About this exercise:
The output should be every line below that includes the word "Duration".

Provided data:
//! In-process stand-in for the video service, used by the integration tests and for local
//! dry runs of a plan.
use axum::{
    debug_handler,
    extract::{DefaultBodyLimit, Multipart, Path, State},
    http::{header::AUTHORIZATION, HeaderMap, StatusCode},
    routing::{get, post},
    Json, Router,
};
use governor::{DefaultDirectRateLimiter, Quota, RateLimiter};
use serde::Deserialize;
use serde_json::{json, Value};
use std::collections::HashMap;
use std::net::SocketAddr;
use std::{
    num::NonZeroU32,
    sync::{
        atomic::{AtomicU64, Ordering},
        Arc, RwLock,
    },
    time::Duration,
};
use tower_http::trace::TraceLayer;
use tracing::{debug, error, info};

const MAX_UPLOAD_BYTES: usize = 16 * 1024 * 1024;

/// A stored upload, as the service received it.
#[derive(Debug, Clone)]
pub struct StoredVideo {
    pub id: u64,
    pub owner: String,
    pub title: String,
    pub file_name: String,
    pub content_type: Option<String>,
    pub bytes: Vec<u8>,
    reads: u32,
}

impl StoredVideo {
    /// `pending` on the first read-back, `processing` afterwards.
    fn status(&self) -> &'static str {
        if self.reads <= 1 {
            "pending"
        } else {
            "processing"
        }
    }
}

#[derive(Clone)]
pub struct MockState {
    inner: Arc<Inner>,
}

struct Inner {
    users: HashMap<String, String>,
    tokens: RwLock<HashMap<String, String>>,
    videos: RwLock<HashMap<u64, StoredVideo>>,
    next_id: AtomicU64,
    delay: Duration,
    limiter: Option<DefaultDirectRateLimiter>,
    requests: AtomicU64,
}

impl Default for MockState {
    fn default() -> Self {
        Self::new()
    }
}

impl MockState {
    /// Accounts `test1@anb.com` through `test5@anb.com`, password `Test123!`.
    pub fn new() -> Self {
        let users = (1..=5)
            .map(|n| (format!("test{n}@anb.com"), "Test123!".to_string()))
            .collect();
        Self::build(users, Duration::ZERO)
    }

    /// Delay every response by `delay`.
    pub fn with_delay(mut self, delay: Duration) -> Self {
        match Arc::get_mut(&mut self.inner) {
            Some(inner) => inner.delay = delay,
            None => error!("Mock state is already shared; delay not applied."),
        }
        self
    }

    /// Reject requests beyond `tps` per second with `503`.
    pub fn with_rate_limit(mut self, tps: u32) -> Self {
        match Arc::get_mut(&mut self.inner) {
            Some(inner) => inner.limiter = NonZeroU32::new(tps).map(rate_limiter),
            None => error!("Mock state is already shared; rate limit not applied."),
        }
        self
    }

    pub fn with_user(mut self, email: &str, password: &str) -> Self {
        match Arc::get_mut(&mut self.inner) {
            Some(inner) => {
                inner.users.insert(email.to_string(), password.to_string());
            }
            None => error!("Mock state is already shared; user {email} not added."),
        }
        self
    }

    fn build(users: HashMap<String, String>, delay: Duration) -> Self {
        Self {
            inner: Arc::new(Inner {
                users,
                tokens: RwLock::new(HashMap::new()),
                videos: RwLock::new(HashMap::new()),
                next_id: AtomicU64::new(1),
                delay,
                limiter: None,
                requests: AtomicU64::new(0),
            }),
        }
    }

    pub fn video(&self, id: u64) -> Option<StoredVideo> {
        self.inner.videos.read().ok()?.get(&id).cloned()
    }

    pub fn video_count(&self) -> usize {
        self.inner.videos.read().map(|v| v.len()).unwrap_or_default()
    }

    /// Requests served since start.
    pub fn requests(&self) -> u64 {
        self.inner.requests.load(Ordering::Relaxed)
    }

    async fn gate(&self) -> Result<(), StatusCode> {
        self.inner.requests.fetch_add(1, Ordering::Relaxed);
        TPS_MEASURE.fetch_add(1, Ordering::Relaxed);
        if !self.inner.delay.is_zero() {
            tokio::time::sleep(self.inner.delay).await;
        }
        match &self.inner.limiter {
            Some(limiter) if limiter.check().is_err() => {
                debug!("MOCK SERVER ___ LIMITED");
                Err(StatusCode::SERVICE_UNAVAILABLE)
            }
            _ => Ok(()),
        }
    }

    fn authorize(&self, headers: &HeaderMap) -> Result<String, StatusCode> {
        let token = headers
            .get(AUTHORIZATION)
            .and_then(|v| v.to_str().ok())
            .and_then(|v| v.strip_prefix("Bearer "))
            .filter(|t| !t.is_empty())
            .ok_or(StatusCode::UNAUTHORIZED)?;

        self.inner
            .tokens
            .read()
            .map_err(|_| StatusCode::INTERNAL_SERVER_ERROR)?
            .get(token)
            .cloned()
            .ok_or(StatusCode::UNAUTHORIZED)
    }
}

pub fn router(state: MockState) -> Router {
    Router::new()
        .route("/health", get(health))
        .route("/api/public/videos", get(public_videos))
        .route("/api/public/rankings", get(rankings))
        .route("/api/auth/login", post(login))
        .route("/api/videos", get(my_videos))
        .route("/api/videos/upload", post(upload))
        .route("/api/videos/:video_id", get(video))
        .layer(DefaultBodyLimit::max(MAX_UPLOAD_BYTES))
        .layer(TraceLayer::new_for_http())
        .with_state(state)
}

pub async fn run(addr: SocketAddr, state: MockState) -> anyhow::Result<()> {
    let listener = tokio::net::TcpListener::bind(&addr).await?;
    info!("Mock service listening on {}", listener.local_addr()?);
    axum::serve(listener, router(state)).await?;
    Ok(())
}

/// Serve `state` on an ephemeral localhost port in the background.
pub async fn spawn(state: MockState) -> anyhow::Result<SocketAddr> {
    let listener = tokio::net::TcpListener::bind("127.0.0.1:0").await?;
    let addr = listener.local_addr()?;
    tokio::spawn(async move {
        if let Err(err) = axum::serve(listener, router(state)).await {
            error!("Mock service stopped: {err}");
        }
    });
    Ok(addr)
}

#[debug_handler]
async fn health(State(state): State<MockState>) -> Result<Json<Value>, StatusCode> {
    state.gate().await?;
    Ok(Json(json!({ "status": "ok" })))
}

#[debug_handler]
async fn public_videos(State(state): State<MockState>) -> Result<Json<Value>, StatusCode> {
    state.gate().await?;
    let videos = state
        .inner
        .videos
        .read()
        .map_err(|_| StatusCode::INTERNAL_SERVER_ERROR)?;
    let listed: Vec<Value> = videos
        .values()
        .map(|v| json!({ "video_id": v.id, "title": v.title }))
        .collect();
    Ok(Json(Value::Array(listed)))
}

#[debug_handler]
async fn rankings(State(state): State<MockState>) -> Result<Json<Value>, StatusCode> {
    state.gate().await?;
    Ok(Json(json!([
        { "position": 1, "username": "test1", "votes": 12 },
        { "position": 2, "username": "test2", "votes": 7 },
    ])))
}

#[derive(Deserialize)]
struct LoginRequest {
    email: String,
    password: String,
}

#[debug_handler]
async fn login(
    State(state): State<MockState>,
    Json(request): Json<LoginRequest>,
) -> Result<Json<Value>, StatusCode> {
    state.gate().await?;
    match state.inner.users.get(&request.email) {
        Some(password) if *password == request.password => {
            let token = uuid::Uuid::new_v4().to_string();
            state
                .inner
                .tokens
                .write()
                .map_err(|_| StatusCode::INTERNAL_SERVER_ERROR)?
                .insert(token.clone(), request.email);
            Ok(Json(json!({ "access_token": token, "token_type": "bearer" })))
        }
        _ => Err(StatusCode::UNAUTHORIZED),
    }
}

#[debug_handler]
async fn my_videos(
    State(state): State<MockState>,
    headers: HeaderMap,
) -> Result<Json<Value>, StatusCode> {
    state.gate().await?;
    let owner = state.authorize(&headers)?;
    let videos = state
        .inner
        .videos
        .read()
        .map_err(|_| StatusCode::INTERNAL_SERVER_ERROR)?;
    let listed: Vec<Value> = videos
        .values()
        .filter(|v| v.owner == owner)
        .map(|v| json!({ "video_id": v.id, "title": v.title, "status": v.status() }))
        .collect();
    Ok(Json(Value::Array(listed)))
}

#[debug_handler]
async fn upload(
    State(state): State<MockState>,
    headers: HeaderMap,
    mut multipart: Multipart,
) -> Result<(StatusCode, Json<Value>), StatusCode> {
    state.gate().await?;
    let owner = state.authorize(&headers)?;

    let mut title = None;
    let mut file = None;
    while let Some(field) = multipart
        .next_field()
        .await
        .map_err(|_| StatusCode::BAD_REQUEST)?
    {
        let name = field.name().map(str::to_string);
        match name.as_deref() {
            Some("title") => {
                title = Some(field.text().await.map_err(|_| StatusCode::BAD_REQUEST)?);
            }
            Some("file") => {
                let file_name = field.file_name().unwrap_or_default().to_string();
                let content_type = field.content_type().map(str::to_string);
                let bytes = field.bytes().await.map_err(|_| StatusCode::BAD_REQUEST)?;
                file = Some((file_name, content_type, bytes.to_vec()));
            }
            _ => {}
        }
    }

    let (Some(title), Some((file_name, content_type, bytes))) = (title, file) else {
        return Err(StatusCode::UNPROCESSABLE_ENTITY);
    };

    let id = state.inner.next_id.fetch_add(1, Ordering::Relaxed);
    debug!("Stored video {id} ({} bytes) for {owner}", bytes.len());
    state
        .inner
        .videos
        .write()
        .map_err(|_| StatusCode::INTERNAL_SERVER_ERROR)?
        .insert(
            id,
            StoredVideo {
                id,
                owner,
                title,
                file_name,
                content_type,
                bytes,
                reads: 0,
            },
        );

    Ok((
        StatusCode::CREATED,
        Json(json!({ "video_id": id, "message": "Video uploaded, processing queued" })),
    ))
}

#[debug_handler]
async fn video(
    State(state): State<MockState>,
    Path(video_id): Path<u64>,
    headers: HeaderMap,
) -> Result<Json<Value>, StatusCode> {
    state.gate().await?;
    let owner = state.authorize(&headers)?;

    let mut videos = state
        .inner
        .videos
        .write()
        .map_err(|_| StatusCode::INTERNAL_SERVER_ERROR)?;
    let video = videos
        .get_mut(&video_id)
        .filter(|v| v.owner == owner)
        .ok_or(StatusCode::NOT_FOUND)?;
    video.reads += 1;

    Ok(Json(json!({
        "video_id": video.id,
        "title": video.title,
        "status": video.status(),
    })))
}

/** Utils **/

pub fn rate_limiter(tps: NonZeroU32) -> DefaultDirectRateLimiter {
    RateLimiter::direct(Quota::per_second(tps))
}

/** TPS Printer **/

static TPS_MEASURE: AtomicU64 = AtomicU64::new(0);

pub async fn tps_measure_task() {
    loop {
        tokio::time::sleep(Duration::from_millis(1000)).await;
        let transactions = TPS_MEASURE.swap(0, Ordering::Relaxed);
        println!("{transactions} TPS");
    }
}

Task response:
    time::Duration,
    delay: Duration,
        Self::build(users, Duration::ZERO)
    pub fn with_delay(mut self, delay: Duration) -> Self {
    fn build(users: HashMap<String, String>, delay: Duration) -> Self {
        tokio::time::sleep(Duration::from_millis(1000)).await;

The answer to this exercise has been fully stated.